Listed entries —
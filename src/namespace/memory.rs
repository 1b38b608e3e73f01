//! In-memory namespace provider.
//!
//! Mutations made through the `create_*`, `rename`, `remove` and `touch`
//! methods are pushed to every matching watch synchronously, the same way a
//! real provider would report external changes. Setup methods (`add_*`) do
//! not notify.

use crate::error::NamespaceError;
use crate::namespace::{
    AbsoluteId, ChildEntry, EntryKind, FilterSet, IconToken, ItemComponent, NamespaceProvider,
    NotificationSink, RawChangeCode, RegistrationId, WatchFilter,
};
use parking_lot::Mutex;
use std::collections::{HashMap, HashSet};

#[derive(Debug, Clone)]
struct MemoryEntry {
    display_name: String,
    kind: EntryKind,
    is_container: bool,
    hidden: bool,
    icon: Option<IconToken>,
}

struct Registration {
    subtree: AbsoluteId,
    filter: WatchFilter,
    sink: NotificationSink,
}

#[derive(Default)]
struct MemoryState {
    entries: HashMap<AbsoluteId, MemoryEntry>,
    watches: HashMap<RegistrationId, Registration>,
    next_registration: u64,
    failing_listings: HashSet<AbsoluteId>,
    rejected_watches: HashSet<AbsoluteId>,
    failing_icons: HashSet<AbsoluteId>,
    list_calls: usize,
    registrations: usize,
    deregistrations: usize,
}

/// A namespace held entirely in memory.
#[derive(Default)]
pub struct MemoryProvider {
    state: Mutex<MemoryState>,
    case_insensitive: bool,
}

impl MemoryProvider {
    /// An empty namespace with exact component matching.
    pub fn new() -> Self {
        Self::default()
    }

    /// An empty namespace that compares components case-insensitively.
    pub fn case_insensitive() -> Self {
        Self {
            state: Mutex::default(),
            case_insensitive: true,
        }
    }

    /// Add a drive-like root.
    pub fn add_root(&self, root: &AbsoluteId) {
        let entry = MemoryEntry {
            display_name: root.to_string(),
            kind: EntryKind::Drive,
            is_container: true,
            hidden: false,
            icon: None,
        };
        self.state.lock().entries.insert(root.clone(), entry);
    }

    /// Add a folder without notifying watches.
    pub fn add_folder(&self, id: &AbsoluteId) {
        self.insert(id, Self::folder_entry(id, EntryKind::FileSystem));
    }

    /// Add a virtual folder without notifying watches.
    pub fn add_virtual_folder(&self, id: &AbsoluteId) {
        self.insert(id, Self::folder_entry(id, EntryKind::Virtual));
    }

    /// Add a hidden folder without notifying watches.
    pub fn add_hidden_folder(&self, id: &AbsoluteId) {
        let mut entry = Self::folder_entry(id, EntryKind::FileSystem);
        entry.hidden = true;
        self.insert(id, entry);
    }

    /// Add a non-container item without notifying watches.
    pub fn add_item(&self, id: &AbsoluteId) {
        let mut entry = Self::folder_entry(id, EntryKind::FileSystem);
        entry.is_container = false;
        self.insert(id, entry);
    }

    /// Create a folder and report it.
    pub fn create_folder(&self, id: &AbsoluteId) {
        self.add_folder(id);
        self.emit(RawChangeCode::MkDir, id, None);
    }

    /// Rename (or move) an entry together with everything below it, and report it.
    pub fn rename(&self, old: &AbsoluteId, new: &AbsoluteId) {
        let is_container = {
            let mut state = self.state.lock();
            let moved: Vec<AbsoluteId> = state
                .entries
                .keys()
                .filter(|id| id.starts_with(old))
                .cloned()
                .collect();

            let mut is_container = false;
            for id in moved {
                let Some(mut entry) = state.entries.remove(&id) else {
                    continue;
                };
                let rest = id
                    .strip_prefix(old, |a, b| a == b)
                    .map(|rest| rest.to_vec())
                    .unwrap_or_default();
                let mut target = new.clone();
                for component in rest {
                    target = target.join(component);
                }
                if id == *old {
                    is_container = entry.is_container;
                    if let Some(name) = new.last_component() {
                        entry.display_name = name.to_string();
                    }
                }
                state.entries.insert(target, entry);
            }
            is_container
        };

        let code = if is_container {
            RawChangeCode::RenameFolder
        } else {
            RawChangeCode::RenameItem
        };
        self.emit(code, old, Some(new));
    }

    /// Remove an entry and everything below it, and report it.
    pub fn remove(&self, id: &AbsoluteId) {
        let is_container = {
            let mut state = self.state.lock();
            let is_container = state
                .entries
                .get(id)
                .map(|entry| entry.is_container)
                .unwrap_or(true);
            state
                .entries
                .retain(|existing, _| !existing.starts_with(id));
            is_container
        };

        let code = if is_container {
            RawChangeCode::RmDir
        } else {
            RawChangeCode::Delete
        };
        self.emit(code, id, None);
    }

    /// Report an attribute change on `id`.
    pub fn touch(&self, id: &AbsoluteId) {
        self.emit(RawChangeCode::Attributes, id, None);
    }

    /// Push an arbitrary raw notification to every watch interested in `primary`.
    pub fn emit(&self, code: RawChangeCode, primary: &AbsoluteId, secondary: Option<&AbsoluteId>) {
        let state = self.state.lock();
        for registration in state.watches.values() {
            let interested = Self::watch_covers(registration, primary)
                || secondary.is_some_and(|new| Self::watch_covers(registration, new));
            if interested {
                registration
                    .sink
                    .notify(code, primary.clone(), secondary.cloned());
            }
        }
    }

    /// Override the icon reported for `id`.
    pub fn set_icon(&self, id: &AbsoluteId, icon: IconToken) {
        if let Some(entry) = self.state.lock().entries.get_mut(id) {
            entry.icon = Some(icon);
        }
    }

    /// Make listings of `id` fail.
    pub fn fail_listing(&self, id: &AbsoluteId) {
        self.state.lock().failing_listings.insert(id.clone());
    }

    /// Make watch registration for `id` fail.
    pub fn reject_watch(&self, id: &AbsoluteId) {
        self.state.lock().rejected_watches.insert(id.clone());
    }

    /// Make icon resolution for `id` fail.
    pub fn fail_icon(&self, id: &AbsoluteId) {
        self.state.lock().failing_icons.insert(id.clone());
    }

    /// Whether `id` exists.
    pub fn contains(&self, id: &AbsoluteId) -> bool {
        self.state.lock().entries.contains_key(id)
    }

    /// Number of `list_children` calls so far.
    pub fn list_calls(&self) -> usize {
        self.state.lock().list_calls
    }

    /// Number of currently registered watches.
    pub fn active_watches(&self) -> usize {
        self.state.lock().watches.len()
    }

    /// Number of successful registrations so far.
    pub fn registrations(&self) -> usize {
        self.state.lock().registrations
    }

    /// Number of deregistrations so far.
    pub fn deregistrations(&self) -> usize {
        self.state.lock().deregistrations
    }

    /// Subtrees currently being watched.
    pub fn watched_subtrees(&self) -> Vec<AbsoluteId> {
        self.state
            .lock()
            .watches
            .values()
            .map(|registration| registration.subtree.clone())
            .collect()
    }

    fn insert(&self, id: &AbsoluteId, entry: MemoryEntry) {
        self.state.lock().entries.insert(id.clone(), entry);
    }

    fn folder_entry(id: &AbsoluteId, kind: EntryKind) -> MemoryEntry {
        MemoryEntry {
            display_name: id
                .last_component()
                .map(|c| c.to_string())
                .unwrap_or_else(|| id.to_string()),
            kind,
            is_container: true,
            hidden: false,
            icon: None,
        }
    }

    fn watch_covers(registration: &Registration, id: &AbsoluteId) -> bool {
        if registration.filter.recursive {
            return id.starts_with(&registration.subtree);
        }
        *id == registration.subtree || id.parent().as_ref() == Some(&registration.subtree)
    }

    fn to_child_entry(id: &AbsoluteId, entry: &MemoryEntry) -> ChildEntry {
        ChildEntry {
            id: id
                .last_component()
                .cloned()
                .unwrap_or_else(|| ItemComponent::new(id.root())),
            display_name: entry.display_name.clone(),
            is_container: entry.is_container,
            kind: entry.kind,
            hidden: entry.hidden,
        }
    }

    fn lookup(&self, id: &AbsoluteId) -> Result<MemoryEntry, NamespaceError> {
        self.state
            .lock()
            .entries
            .get(id)
            .cloned()
            .ok_or_else(|| NamespaceError::NotFound(id.clone()))
    }
}

impl NamespaceProvider for MemoryProvider {
    fn list_children(
        &self,
        id: &AbsoluteId,
        filter: FilterSet,
    ) -> Result<Vec<ChildEntry>, NamespaceError> {
        let mut state = self.state.lock();
        state.list_calls += 1;

        if state.failing_listings.contains(id) {
            return Err(NamespaceError::Rejected {
                id: id.clone(),
                reason: "listing disabled".to_string(),
            });
        }
        if !state.entries.contains_key(id) {
            return Err(NamespaceError::NotFound(id.clone()));
        }

        Ok(state
            .entries
            .iter()
            .filter(|(child, _)| child.parent().as_ref() == Some(id))
            .map(|(child, entry)| Self::to_child_entry(child, entry))
            .filter(|entry| filter.accepts(entry))
            .collect())
    }

    fn describe_item(&self, id: &AbsoluteId) -> Result<ChildEntry, NamespaceError> {
        let entry = self.lookup(id)?;
        Ok(Self::to_child_entry(id, &entry))
    }

    fn resolve_display_name(&self, id: &AbsoluteId) -> Result<String, NamespaceError> {
        Ok(self.lookup(id)?.display_name)
    }

    fn resolve_icon(&self, id: &AbsoluteId) -> Result<IconToken, NamespaceError> {
        if self.state.lock().failing_icons.contains(id) {
            return Err(NamespaceError::Rejected {
                id: id.clone(),
                reason: "icon lookup disabled".to_string(),
            });
        }
        let entry = self.lookup(id)?;
        Ok(entry.icon.unwrap_or(if entry.is_container {
            IconToken::DEFAULT_FOLDER
        } else {
            IconToken(0)
        }))
    }

    fn has_subfolder(&self, id: &AbsoluteId) -> Result<bool, NamespaceError> {
        let state = self.state.lock();
        if !state.entries.contains_key(id) {
            return Err(NamespaceError::NotFound(id.clone()));
        }
        Ok(state
            .entries
            .iter()
            .any(|(child, entry)| entry.is_container && child.parent().as_ref() == Some(id)))
    }

    fn register_watch(
        &self,
        subtree: &AbsoluteId,
        filter: WatchFilter,
        sink: NotificationSink,
    ) -> Option<RegistrationId> {
        let mut state = self.state.lock();
        if state.rejected_watches.contains(subtree) || !state.entries.contains_key(subtree) {
            return None;
        }

        state.next_registration += 1;
        let registration = RegistrationId(state.next_registration);
        state.watches.insert(
            registration,
            Registration {
                subtree: subtree.clone(),
                filter,
                sink,
            },
        );
        state.registrations += 1;
        Some(registration)
    }

    fn deregister(&self, registration: RegistrationId) {
        let mut state = self.state.lock();
        if state.watches.remove(&registration).is_some() {
            state.deregistrations += 1;
        }
    }

    fn same_component(&self, a: &str, b: &str) -> bool {
        if self.case_insensitive {
            a.to_lowercase() == b.to_lowercase()
        } else {
            a == b
        }
    }
}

Exercise requirements — A verbatim transcription is needed of the lines above, starting at the line with "pub fn rename(&self, old: &AbsoluteId, new: &AbsoluteId)" and ending at the line with "for id in moved", both included, and of nothing else.

Answer to this exercise —
    pub fn rename(&self, old: &AbsoluteId, new: &AbsoluteId) {
        let is_container = {
            let mut state = self.state.lock();
            let moved: Vec<AbsoluteId> = state
                .entries
                .keys()
                .filter(|id| id.starts_with(old))
                .cloned()
                .collect();

            let mut is_container = false;
            for id in moved {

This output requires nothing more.